I know this is a subject that is controversial, but I’ll raise it anyway. It was prompted by a post from someone called Kevin in response to my blog on Wednesday about abortion. Kevin says he doesn’t doubt that abortion is always an important subject, but he wanted to raise a different one: the question of capital punishment. This question was stimulated by the deliberate killing of a young, off-duty soldier near Woolwich Barracks that same day. Kevin comments that Catholics regard the abolition of the death penalty as the “only consistent pro-life position”. He asks: “But is [the alternative] actually an immoral position?”

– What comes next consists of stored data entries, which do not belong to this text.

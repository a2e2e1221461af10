// crates/jobs/src/estimator.rs
//! Locally simulated progress, shown until the backend reports real numbers.

use rand::rngs::StdRng;
use rand::{Rng, SeedableRng};

use crate::config::EstimatorConfig;

/// A monotonic, capped progress curve.
///
/// Each [`tick`](Self::tick) adds a random step drawn from the configured
/// range. For bulk jobs the step is divided across the expected item count,
/// so larger imports creep forward more slowly.
#[derive(Debug, Clone)]
pub struct OptimisticEstimator {
    config: EstimatorConfig,
    item_count: Option<usize>,
    value: f64,
    ticks: u64,
    rng: StdRng,
}

impl OptimisticEstimator {
    pub fn new(config: EstimatorConfig, item_count: Option<usize>) -> Self {
        Self::with_rng(config, item_count, StdRng::from_entropy())
    }

    pub fn with_rng(config: EstimatorConfig, item_count: Option<usize>, rng: StdRng) -> Self {
        Self {
            config,
            item_count,
            value: 0.0,
            ticks: 0,
            rng,
        }
    }

    /// Advance one tick and return the new estimate.
    pub fn tick(&mut self) -> f64 {
        self.ticks += 1;
        let step = self.next_step();
        self.value = (self.value + step).min(self.config.ceiling).max(self.value);
        self.value
    }

    pub fn value(&self) -> f64 {
        self.value
    }

    pub fn ticks(&self) -> u64 {
        self.ticks
    }

    pub fn ceiling(&self) -> f64 {
        self.config.ceiling
    }

    fn next_step(&mut self) -> f64 {
        let EstimatorConfig {
            min_step,
            max_step,
            fallback_step,
            ..
        } = self.config;
        match self.item_count {
            Some(0) => fallback_step,
            count => {
                let raw = if max_step > min_step {
                    self.rng.gen_range(min_step..=max_step)
                } else {
                    min_step
                };
                match count {
                    Some(n) => raw / n as f64,
                    None => raw,
                }
            }
        }
    }
}
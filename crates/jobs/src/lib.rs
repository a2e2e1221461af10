// crates/jobs/src/lib.rs
//! Client-side tracking of long-running backend jobs.
//!
//! A [`JobRunner`] starts a job through a [`JobBackend`], polls its status on
//! a fixed schedule and reconciles every response into a [`JobSnapshot`]
//! that UIs read or subscribe to. Until the backend reports real progress,
//! an [`OptimisticEstimator`] fills the bar.
//!
//! [`JobSnapshot`]: gource_studio_types::JobSnapshot

pub mod backend;
pub mod config;
pub mod error;
pub mod estimator;
pub mod identity;
pub mod poll;
pub mod reconcile;
pub mod runner;
pub mod state;

pub use backend::{JobBackend, StartResponse};
pub use config::{ConfigError, EstimatorConfig, KindConfig, PollSchedule, TrackingConfig};
pub use error::{BackendError, JobError};
pub use estimator::OptimisticEstimator;
pub use identity::JobIdentity;
pub use poll::{Flow, PollLoop, Probe};
pub use reconcile::{JobHooks, NoopHooks, Reconciled, StatusReconciler};
pub use runner::JobRunner;
pub use state::{JobEvent, JobState};
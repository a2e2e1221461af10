// crates/types/src/request.rs
//! Start request bodies for each job kind.

use serde::{Deserialize, Serialize};
use ts_rs::TS;

use crate::job::JobKind;

/// Add a single repository by URL.
#[derive(Debug, Clone, PartialEq, Serialize, Deserialize, TS)]
#[cfg_attr(feature = "codegen", ts(export, export_to = "../../bindings/"))]
#[serde(rename_all = "camelCase")]
pub struct CloneRequest {
    pub url: String,
    #[serde(default)]
    pub create_project: bool,
}

/// How the backend groups bulk-imported repositories into projects.
#[derive(Debug, Clone, Copy, Default, PartialEq, Eq, Serialize, Deserialize, TS)]
#[cfg_attr(feature = "codegen", ts(export, export_to = "../../bindings/"))]
#[serde(rename_all = "snake_case")]
pub enum ProjectCreationMode {
    #[default]
    None,
    PerOwner,
    Single,
}

/// Import every repository of one or more GitHub users / organizations.
#[derive(Debug, Clone, PartialEq, Serialize, Deserialize, TS)]
#[cfg_attr(feature = "codegen", ts(export, export_to = "../../bindings/"))]
#[serde(rename_all = "camelCase")]
pub struct BulkImportRequest {
    /// One or more sources separated by whitespace, commas or semicolons.
    pub github_url: String,
    pub project_creation_mode: ProjectCreationMode,
    pub project_name_template: String,
    pub skip_confirmation: bool,
    pub repo_limit: u32,
    pub exclude_forks: bool,
    /// Number of items the caller expects, when known up front. Only feeds
    /// the optimistic estimate; never sent to the backend.
    #[serde(skip)]
    #[ts(skip)]
    pub expected_items: Option<usize>,
}

impl BulkImportRequest {
    pub fn new(github_url: impl Into<String>) -> Self {
        Self {
            github_url: github_url.into(),
            project_creation_mode: ProjectCreationMode::None,
            project_name_template: "{owner}".to_string(),
            skip_confirmation: true,
            repo_limit: 99_999,
            exclude_forks: false,
            expected_items: None,
        }
    }
}

/// Render a project's Gource visualization to video.
#[derive(Debug, Clone, PartialEq, Serialize, Deserialize, TS)]
#[cfg_attr(feature = "codegen", ts(export, export_to = "../../bindings/"))]
#[serde(rename_all = "camelCase")]
pub struct RenderRequest {
    pub project_id: String,
    #[serde(default, skip_serializing_if = "Option::is_none")]
    pub custom_name: Option<String>,
}

#[derive(Debug, Clone, PartialEq, Serialize, Deserialize, TS)]
#[cfg_attr(feature = "codegen", ts(export, export_to = "../../bindings/"))]
#[serde(rename_all = "camelCase")]
pub struct FadeFilter {
    pub enabled: bool,
    /// Seconds.
    pub duration_in: f64,
    /// Seconds.
    pub duration_out: f64,
}

impl Default for FadeFilter {
    fn default() -> Self {
        Self {
            enabled: false,
            duration_in: 3.0,
            duration_out: 3.0,
        }
    }
}

#[derive(Debug, Clone, PartialEq, Serialize, Deserialize, TS)]
#[cfg_attr(feature = "codegen", ts(export, export_to = "../../bindings/"))]
pub struct MusicFilter {
    pub enabled: bool,
    /// Path of a previously uploaded audio file.
    pub file: String,
    /// `0.0..=1.0`
    pub volume: f64,
}

impl Default for MusicFilter {
    fn default() -> Self {
        Self {
            enabled: false,
            file: String::new(),
            volume: 0.8,
        }
    }
}

#[derive(Debug, Clone, Copy, Default, PartialEq, Eq, Serialize, Deserialize, TS)]
#[cfg_attr(feature = "codegen", ts(export, export_to = "../../bindings/"))]
#[serde(rename_all = "snake_case")]
pub enum Quality {
    Low,
    Medium,
    #[default]
    High,
}

/// Re-encode an existing render with FFmpeg filters applied.
#[derive(Debug, Clone, Default, PartialEq, Serialize, Deserialize, TS)]
#[cfg_attr(feature = "codegen", ts(export, export_to = "../../bindings/"))]
pub struct FilterRequest {
    /// Render to process. Part of the URL, not the body.
    #[serde(skip)]
    #[ts(skip)]
    pub render_id: String,
    pub fade: FadeFilter,
    pub music: MusicFilter,
    pub quality: Quality,
}

/// Anything that starts a tracked job.
#[derive(Debug, Clone, PartialEq)]
pub enum StartRequest {
    Clone(CloneRequest),
    BulkImport(BulkImportRequest),
    Render(RenderRequest),
    Filter(FilterRequest),
}

impl StartRequest {
    pub fn kind(&self) -> JobKind {
        match self {
            StartRequest::Clone(_) => JobKind::Clone,
            StartRequest::BulkImport(_) => JobKind::BulkImport,
            StartRequest::Render(_) | StartRequest::Filter(_) => JobKind::Render,
        }
    }

    /// Item count used to size per-item optimistic increments.
    pub fn expected_items(&self) -> Option<usize> {
        match self {
            StartRequest::BulkImport(req) => req.expected_items,
            _ => None,
        }
    }

    /// Short human-readable description for logs and UI headers.
    pub fn describe(&self) -> String {
        match self {
            StartRequest::Clone(req) => format!("clone {}", req.url),
            StartRequest::BulkImport(req) => format!("bulk import {}", req.github_url),
            StartRequest::Render(req) => format!("render project {}", req.project_id),
            StartRequest::Filter(req) => format!("apply filters to render {}", req.render_id),
        }
    }
}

He quotes from the Tridentine Catechism, which states on this subject that “another kind of lawful slaying belongs to the civil authorities…The just use of this power, far from involving the crime of murder, is an act of paramount obedience to the [Fifth] commandment which prohibits murder.” The Catechism of the Catholic Church, section 2266, has slightly altered the teaching on capital punishment. Kevin quotes from it: “Assuming that the guilty party’s identity and responsibility have been fully determined, the traditional teaching of the Church does not exclude [in cases of extreme gravity] recourse to the death penalty.” He adds a further paragraph from the same section: “When it is willingly accepted by the guilty party [punishment] assumes the value of expiation.”
My husband, who was a prison welfare officer for many years, has always been against the death penalty. He says it does not act as a deterrent and also brutalises those who are charged with carrying it out. Against this, he agrees that locking someone up for a whole life tariff, as with Ian Brady, the so-called “Moors murderer”, can be another kind of (slow) death – which can also brutalise the prison officers who have to guard such prisoners.
Although Kevin doesn’t spell it out, he does seem to be asking implicitly for brutal crimes of terrorism as seems to have taken place in Woolwich, would it not be more just to execute the perpetrators rather than incarcerate them? Critics would say that execution might make them martyrs for the cause. Yet keeping them imprisoned for years will also keep their memory alive for those who sympathise with them. Nonetheless, those who are very opposed to capital punishment – such as the late Pope John Paul II – see it as using (judicial) violence in response to violence, something that no civilised country should contemplate.
As you see, I am swayed by both sides and both sets of arguments. I recall the story of St Thérèse of Lisieux praying for an unrepentant convicted murderer who, seconds before he was guillotined, asked for a crucifix, which he kissed – and also the story of John Amery, hanged for treason at the end of the last war. He died very bravely but, given his long history of mental instability, it seems clear that he should never have been condemned to death in the first place.